◆ What is being asked:
From the data underneath, reproduce exactly the stretch that begins at the line with "fn find(&self, predicate: impl" and ends after the line with "has unknown kind".

Collected data entries
^^^^^^^^

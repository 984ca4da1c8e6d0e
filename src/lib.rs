#![warn(clippy::pedantic, elided_lifetimes_in_paths, explicit_outlives_requirements)]
#![allow(non_snake_case)]

pub mod bundled;

pub mod coord {
	use glam::IVec2;

	pub const S: usize = 0;
	pub const T: usize = 1;

	/// Skewed axial coordinate of an ASCII grid cell: `s = (col + row) / 2`, `t = -row`.
	#[inline]
	pub fn ofCell(row: usize, col: usize) -> IVec2 {
		IVec2::new(((col + row) / 2) as _, -(row as i32))
	}

	/// Grid cell that maps back onto `st`, i.e. `ofCell(row, col) == st`.
	/// `None` above row 0, left of column 0, or past `i32` range.
	pub fn cellOf(st: IVec2) -> Option<[usize; 2]> {
		let row = st[T].checked_neg()?;
		if row < 0 {
			return None;
		}
		let col = st[S].checked_mul(2)?.checked_sub(row)?.checked_add(row % 2)?;
		if col < 0 {
			return None;
		}
		Some([row as _, col as _])
	}

	/// Smallest translation after which every one of `coords` has a [`cellOf`],
	/// or `None` when that translation does not fit in an `IVec2`.
	pub fn placingOffset(coords: &[IVec2]) -> Option<IVec2> {
		let dt = coords.iter().map(|st| i64::from(st[T])).max().unwrap_or(0).max(0);
		let ds = coords.iter().map(|st| (dt - i64::from(st[T])) / 2 - i64::from(st[S])).max().unwrap_or(0).max(0);
		Some(IVec2::new(i32::try_from(ds).ok()?, i32::try_from(-dt).ok()?))
	}

}

pub mod symbols {
	use {
		array_macro::array,
		serde::{Deserialize, Serialize},
		std::{
			fs, io,
			path::{Path, PathBuf},
		},
		thiserror::Error,
		toml::value::{Table, Value},
	};

	pub const ASCII_LEN: usize = 128;
	pub const BLANK: char = ' ';
	pub const DOOR_ROTATIONS: u8 = 3;

	pub const ENEMY_BAT_BLUE: &str = "enemy_bat_blue";
	pub const ENEMY_BAT_RED: &str = "enemy_bat_red";
	pub const ENEMY_SLIME_BLUE: &str = "enemy_slime_blue";
	pub const ENEMY_GHOST: &str = "enemy_ghost";
	pub const ENEMY_SKELETON_WHITE: &str = "enemy_skeleton_white";
	/// Entity kinds the engine knows how to load.
	pub const ENEMY_KINDS: [&str; 5] =
		[ENEMY_BAT_BLUE, ENEMY_BAT_RED, ENEMY_SLIME_BLUE, ENEMY_GHOST, ENEMY_SKELETON_WHITE];

	const DOOR_SYMBOLS: [char; DOOR_ROTATIONS as usize] = ['-', '/', '\\'];
	const ENEMY_SYMBOLS: [(char, &str); 5] = [
		('b', ENEMY_BAT_BLUE),
		('B', ENEMY_BAT_RED),
		('s', ENEMY_SLIME_BLUE),
		('g', ENEMY_GHOST),
		('k', ENEMY_SKELETON_WHITE),
	];

	#[derive(Clone, Copy, Debug, PartialEq, Eq, Hash, Serialize, Deserialize)]
	#[serde(rename_all = "lowercase")]
	pub enum TileKind {
		Wall,
		Floor,
		Door,
	}

	#[derive(Clone, Debug, PartialEq, Eq, Serialize, Deserialize)]
	#[serde(deny_unknown_fields)]
	pub struct Symbol {
		pub tile: TileKind,

		#[serde(default, skip_serializing_if = "Option::is_none")]
		pub rotation: Option<u8>,

		#[serde(default, skip_serializing_if = "Option::is_none")]
		pub entity: Option<String>,

		#[serde(default, skip_serializing_if = "core::ops::Not::not")]
		pub spawn: bool,
	}

	impl Symbol {
		pub fn tile(tile: TileKind) -> Self {
			Self { tile, rotation: None, entity: None, spawn: false }
		}

		pub fn door(rotation: u8) -> Self {
			Self { rotation: Some(rotation), ..Self::tile(TileKind::Door) }
		}

		pub fn spawn() -> Self {
			Self { spawn: true, ..Self::tile(TileKind::Floor) }
		}

		pub fn enemy(kind: &str) -> Self {
			Self { entity: Some(kind.to_owned()), ..Self::tile(TileKind::Floor) }
		}
	}

	#[derive(Clone, Copy, Debug, PartialEq, Eq, PartialOrd, Ord)]
	pub enum Revision {
		TilesOnly = 1,
		Entities = 2,
		DoorRotation = 3,
	}

	impl Revision {
		pub const ALL: [Self; 3] = [Self::TilesOnly, Self::Entities, Self::DoorRotation];
		pub const LATEST: Self = Self::DoorRotation;

		#[inline]
		pub fn number(self) -> u8 {
			self as _
		}
	}

	impl TryFrom<u8> for Revision {
		type Error = SymbolsError;
		fn try_from(number: u8) -> Result<Self, Self::Error> {
			Self::ALL
				.into_iter()
				.find(|revision| revision.number() == number)
				.ok_or(SymbolsError::UnknownRevision(number))
		}
	}

	/// What the compiler does with a character the table has no symbol for.
	#[derive(Clone, Copy, Debug, Default, PartialEq, Eq, Serialize, Deserialize)]
	#[serde(rename_all = "lowercase")]
	pub enum UnknownSymbols {
		#[default]
		Reject,
		Skip,
	}

	#[derive(Debug, Error)]
	pub enum SymbolsError {
		#[error("unknown symbol table revision {0}")]
		UnknownRevision(u8),
		#[error("symbol key {0:?} is not a single printable ASCII character")]
		BadKey(String),
		#[error("door symbol {0:?} has no rotation")]
		DoorWithoutRotation(char),
		#[error("door symbol {symbol:?} has rotation {rotation}, expected below {}", DOOR_ROTATIONS)]
		RotationOutOfRange { symbol: char, rotation: u8 },
		#[error("{tile:?} symbol {symbol:?} has a rotation")]
		RotationOnNonDoor { symbol: char, tile: TileKind },
		#[error("spawn symbol {symbol:?} is a {tile:?}, not a floor")]
		SpawnNotFloor { symbol: char, tile: TileKind },
		#[error("symbol {symbol:?} is a second spawn symbol after {first:?}")]
		SecondSpawn { first: char, symbol: char },
		#[error("symbol {0:?} has an empty entity kind")]
		EmptyEntityKind(char),
		#[error(transparent)]
		Toml(#[from] toml::de::Error),
		#[error(transparent)]
		TomlOut(#[from] toml::ser::Error),
		#[error("{path:?}: {source}")]
		Read {
			path: PathBuf,
			#[source]
			source: io::Error,
		},
	}

	/// Character to tile/entity mapping the compiler classifies map sources with.
	/// Two tables are equal only if they also agree on insertion order, since reverse lookups follow it.
	#[derive(Clone, Debug, PartialEq, Eq)]
	pub struct SymbolTable {
		pub revision: Option<u8>,
		pub unknown: UnknownSymbols,
		cells: [Option<Symbol>; ASCII_LEN],
		order: Vec<u8>,
	}

	#[derive(Serialize, Deserialize)]
	#[serde(deny_unknown_fields)]
	struct SymbolsFile {
		#[serde(default, skip_serializing_if = "Option::is_none")]
		revision: Option<u8>,

		#[serde(default)]
		unknown: UnknownSymbols,

		// kept in document order
		#[serde(default)]
		symbols: Table,
	}

	impl SymbolTable {
		pub fn empty(unknown: UnknownSymbols) -> Self {
			Self { revision: None, unknown, cells: array![None; ASCII_LEN], order: Vec::new() }
		}

		pub fn builtin(revision: Revision) -> Self {
			let mut table = Self::empty(match revision {
				Revision::TilesOnly => UnknownSymbols::Skip,
				Revision::Entities | Revision::DoorRotation => UnknownSymbols::Reject,
			});
			table.revision = Some(revision.number());
			table
				.put('#', Symbol::tile(TileKind::Wall))
				.put('.', Symbol::tile(TileKind::Floor))
				.put('@', Symbol::spawn());
			if revision < Revision::DoorRotation {
				table.put('+', Symbol::tile(TileKind::Floor));
			} else {
				for (rotation, symbol) in DOOR_SYMBOLS.into_iter().enumerate() {
					table.put(symbol, Symbol::door(rotation as _));
				}
			}
			if revision >= Revision::Entities {
				for (symbol, kind) in ENEMY_SYMBOLS {
					table.put(symbol, Symbol::enemy(kind));
				}
			}
			table
		}

		/// Explicit TOML file first, then the built-in `revision`, then the latest built-in.
		pub fn load(revision: Option<Revision>, path: Option<&Path>) -> Result<Self, SymbolsError> {
			match path {
				Some(path) => Self::fromToml(
					&fs::read_to_string(path).map_err(|source| SymbolsError::Read { path: path.to_owned(), source })?,
				),
				None => Ok(Self::builtin(revision.unwrap_or(Revision::LATEST))),
			}
		}

		pub fn fromToml(text: &str) -> Result<Self, SymbolsError> {
			let SymbolsFile { revision, unknown, symbols } = toml::from_str(text)?;
			let mut table = Self::empty(unknown);
			table.revision = revision;
			for (key, symbol) in symbols {
				let symbol: Symbol = symbol.try_into()?;
				let ch = {
					let mut chars = key.chars();
					match (chars.next(), chars.next()) {
						(Some(ch), None) => ch,
						_ => return Err(SymbolsError::BadKey(key)),
					}
				};
				table.insert(ch, symbol)?;
			}
			Ok(table)
		}

		pub fn toToml(&self) -> Result<String, SymbolsError> {
			Ok(toml::to_string_pretty(&SymbolsFile {
				revision: self.revision,
				unknown: self.unknown,
				symbols: self
					.iter()
					.map(|(ch, symbol)| Ok((ch.to_string(), Value::try_from(symbol)?)))
					.collect::<Result<_, toml::ser::Error>>()?,
			})?)
		}

		pub fn insert(&mut self, ch: char, symbol: Symbol) -> Result<&mut Self, SymbolsError> {
			if !ch.is_ascii_graphic() {
				return Err(SymbolsError::BadKey(ch.to_string()));
			}
			match (symbol.tile, symbol.rotation) {
				(TileKind::Door, None) => return Err(SymbolsError::DoorWithoutRotation(ch)),
				(TileKind::Door, Some(rotation)) if rotation >= DOOR_ROTATIONS => {
					return Err(SymbolsError::RotationOutOfRange { symbol: ch, rotation });
				}
				(tile @ (TileKind::Wall | TileKind::Floor), Some(_)) => {
					return Err(SymbolsError::RotationOnNonDoor { symbol: ch, tile });
				}
				_ => {}
			}
			if symbol.entity.as_deref() == Some("") {
				return Err(SymbolsError::EmptyEntityKind(ch));
			}
			if symbol.spawn {
				if symbol.tile != TileKind::Floor {
					return Err(SymbolsError::SpawnNotFloor { symbol: ch, tile: symbol.tile });
				}
				if let Some(first) = self.spawnSymbol().filter(|&first| first != ch) {
					return Err(SymbolsError::SecondSpawn { first, symbol: ch });
				}
			}
			Ok(self.put(ch, symbol))
		}

		fn put(&mut self, ch: char, symbol: Symbol) -> &mut Self {
			let byte = ch as u8;
			if self.cells[byte as usize].replace(symbol).is_none() {
				self.order.push(byte);
			}
			self
		}

		pub fn remove(&mut self, ch: char) -> Option<Symbol> {
			let removed = self.cells.get_mut(ch as usize)?.take();
			self.order.retain(|&byte| byte as char != ch);
			removed
		}

		#[inline]
		pub fn get(&self, ch: char) -> Option<&Symbol> {
			self.cells.get(ch as usize)?.as_ref()
		}

		/// Symbols in insertion order.
		pub fn iter(&self) -> impl Iterator<Item = (char, &Symbol)> + '_ {
			self.order.iter().filter_map(|&byte| Some((byte as char, self.cells[byte as usize].as_ref()?)))
		}

		pub fn tileSymbol(&self, tile: TileKind, rotation: Option<u8>) -> Option<char> {
			let rotation = if tile == TileKind::Door { rotation } else { None };
			self.find(|symbol| {
				symbol.tile == tile && symbol.rotation == rotation && symbol.entity.is_none() && !symbol.spawn
			})
		}

		pub fn entitySymbol(&self, kind: &str) -> Option<char> {
			self.find(|symbol| symbol.entity.as_deref() == Some(kind))
		}

		pub fn spawnSymbol(&self) -> Option<char> {
			self.find(|symbol| symbol.spawn)
		}

		fn find(&self, predicate: impl Fn(&Symbol) -> bool) -> Option<char> {
			self.iter().find(|(_, symbol)| predicate(symbol)).map(|(ch, _)| ch)
		}
	}
}

pub mod document {
	use {
		crate::symbols::{TileKind, DOOR_ROTATIONS, ENEMY_KINDS},
		glam::IVec2,
		serde::{Deserialize, Serialize},
		serde_json::ser::PrettyFormatter,
		std::{
			fs, io,
			path::{Path, PathBuf},
		},
		thiserror::Error,
	};

	#[derive(Clone, Debug, PartialEq, Eq, Serialize, Deserialize)]
	pub struct Tile {
		pub s: i32,
		pub t: i32,

		#[serde(rename = "type")]
		pub kind: TileKind,

		#[serde(default, skip_serializing_if = "Option::is_none")]
		pub rotation: Option<u8>,
	}

	impl Tile {
		pub fn at(st: IVec2, kind: TileKind, rotation: Option<u8>) -> Self {
			Self { s: st.x, t: st.y, kind, rotation }
		}

		#[inline]
		pub fn st(&self) -> IVec2 {
			IVec2::new(self.s, self.t)
		}
	}

	#[derive(Clone, Debug, PartialEq, Eq, Serialize, Deserialize)]
	pub struct Entity {
		pub s: i32,
		pub t: i32,

		#[serde(rename = "type")]
		pub kind: String,
	}

	impl Entity {
		pub fn at(st: IVec2, kind: &str) -> Self {
			Self { s: st.x, t: st.y, kind: kind.to_owned() }
		}

		#[inline]
		pub fn st(&self) -> IVec2 {
			IVec2::new(self.s, self.t)
		}
	}

	/// One level as the engine loads it.
	#[derive(Clone, Debug, PartialEq, Eq, Serialize, Deserialize)]
	pub struct MapDocument {
		#[serde(rename = "player_s")]
		pub playerS: i32,

		#[serde(rename = "player_t")]
		pub playerT: i32,

		pub tiles: Vec<Tile>,
		pub entities: Vec<Entity>,
	}

	#[derive(Clone, Copy, Debug, Default, PartialEq, Eq)]
	pub struct TileCounts {
		pub walls: usize,
		pub floors: usize,
		pub doors: usize,
	}

	#[derive(Debug, Error)]
	pub enum DocumentError {
		#[error(transparent)]
		Json(#[from] serde_json::Error),
		#[error("door tile #{index} at ({s}, {t}) has no rotation")]
		DoorWithoutRotation { index: usize, s: i32, t: i32 },
		#[error("door tile #{index} at ({s}, {t}) has rotation {rotation}, expected below {}", DOOR_ROTATIONS)]
		RotationOutOfRange { index: usize, s: i32, t: i32, rotation: u8 },
		#[error("entity #{index} at ({s}, {t}) has unknown kind {kind:?}")]
		UnknownEntityKind { index: usize, s: i32, t: i32, kind: String },
		#[error("{path:?}: {source}")]
		Write {
			path: PathBuf,
			#[source]
			source: io::Error,
		},
	}

	impl MapDocument {
		#[inline]
		pub fn playerSt(&self) -> IVec2 {
			IVec2::new(self.playerS, self.playerT)
		}

		/// Parses and checks a document the way the engine does when loading it.
		/// A `rotation` on anything but a door is dropped.
		pub fn fromJson(json: &str) -> Result<Self, DocumentError> {
			let mut document: Self = serde_json::from_str(json)?;
			for (index, tile) in document.tiles.iter_mut().enumerate() {
				let &mut Tile { s, t, kind, rotation } = tile;
				match (kind, rotation) {
					(TileKind::Door, None) => return Err(DocumentError::DoorWithoutRotation { index, s, t }),
					(TileKind::Door, Some(rotation)) if rotation >= DOOR_ROTATIONS => {
						return Err(DocumentError::RotationOutOfRange { index, s, t, rotation });
					}
					(TileKind::Door, Some(_)) => {}
					(TileKind::Wall | TileKind::Floor, _) => tile.rotation = None,
				}
			}
			for (index, Entity { s, t, kind }) in document.entities.iter().enumerate() {
				if !ENEMY_KINDS.contains(&kind.as_str()) {
					return Err(DocumentError::UnknownEntityKind { index, s: *s, t: *t, kind: kind.clone() });
				}
			}
			Ok(document)
		}

		/// Four-space indented JSON with a trailing newline.
		pub fn toJsonPretty(&self) -> serde_json::Result<Vec<u8>> {
			let mut json = Vec::with_capacity(64 * (self.tiles.len() + self.entities.len() + 1));
			self.serialize(&mut serde_json::Serializer::with_formatter(&mut json, PrettyFormatter::with_indent(b"    ")))?;
			json.push(b'\n');
			Ok(json)
		}

		/// Serializes fully before touching `path`, then overwrites it.
		pub fn writeTo(&self, path: &Path) -> Result<(), DocumentError> {
			let json = self.toJsonPretty()?;
			fs::write(path, json).map_err(|source| DocumentError::Write { path: path.to_owned(), source })
		}

		pub fn tileCounts(&self) -> TileCounts {
			self.tiles.iter().fold(TileCounts::default(), |mut counts, tile| {
				*match tile.kind {
					TileKind::Wall => &mut counts.walls,
					TileKind::Floor => &mut counts.floors,
					TileKind::Door => &mut counts.doors,
				} += 1;
				counts
			})
		}
	}
}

^^^^^^^^

◆ Expected answer:
		fn find(&self, predicate: impl Fn(&Symbol) -> bool) -> Option<char> {
			self.iter().find(|(_, symbol)| predicate(symbol)).map(|(ch, _)| ch)
		}
	}
}

pub mod document {
	use {
		crate::symbols::{TileKind, DOOR_ROTATIONS, ENEMY_KINDS},
		glam::IVec2,
		serde::{Deserialize, Serialize},
		serde_json::ser::PrettyFormatter,
		std::{
			fs, io,
			path::{Path, PathBuf},
		},
		thiserror::Error,
	};

	#[derive(Clone, Debug, PartialEq, Eq, Serialize, Deserialize)]
	pub struct Tile {
		pub s: i32,
		pub t: i32,

		#[serde(rename = "type")]
		pub kind: TileKind,

		#[serde(default, skip_serializing_if = "Option::is_none")]
		pub rotation: Option<u8>,
	}

	impl Tile {
		pub fn at(st: IVec2, kind: TileKind, rotation: Option<u8>) -> Self {
			Self { s: st.x, t: st.y, kind, rotation }
		}

		#[inline]
		pub fn st(&self) -> IVec2 {
			IVec2::new(self.s, self.t)
		}
	}

	#[derive(Clone, Debug, PartialEq, Eq, Serialize, Deserialize)]
	pub struct Entity {
		pub s: i32,
		pub t: i32,

		#[serde(rename = "type")]
		pub kind: String,
	}

	impl Entity {
		pub fn at(st: IVec2, kind: &str) -> Self {
			Self { s: st.x, t: st.y, kind: kind.to_owned() }
		}

		#[inline]
		pub fn st(&self) -> IVec2 {
			IVec2::new(self.s, self.t)
		}
	}

	/// One level as the engine loads it.
	#[derive(Clone, Debug, PartialEq, Eq, Serialize, Deserialize)]
	pub struct MapDocument {
		#[serde(rename = "player_s")]
		pub playerS: i32,

		#[serde(rename = "player_t")]
		pub playerT: i32,

		pub tiles: Vec<Tile>,
		pub entities: Vec<Entity>,
	}

	#[derive(Clone, Copy, Debug, Default, PartialEq, Eq)]
	pub struct TileCounts {
		pub walls: usize,
		pub floors: usize,
		pub doors: usize,
	}

	#[derive(Debug, Error)]
	pub enum DocumentError {
		#[error(transparent)]
		Json(#[from] serde_json::Error),
		#[error("door tile #{index} at ({s}, {t}) has no rotation")]
		DoorWithoutRotation { index: usize, s: i32, t: i32 },
		#[error("door tile #{index} at ({s}, {t}) has rotation {rotation}, expected below {}", DOOR_ROTATIONS)]
		RotationOutOfRange { index: usize, s: i32, t: i32, rotation: u8 },
		#[error("entity #{index} at ({s}, {t}) has unknown kind {kind:?}")]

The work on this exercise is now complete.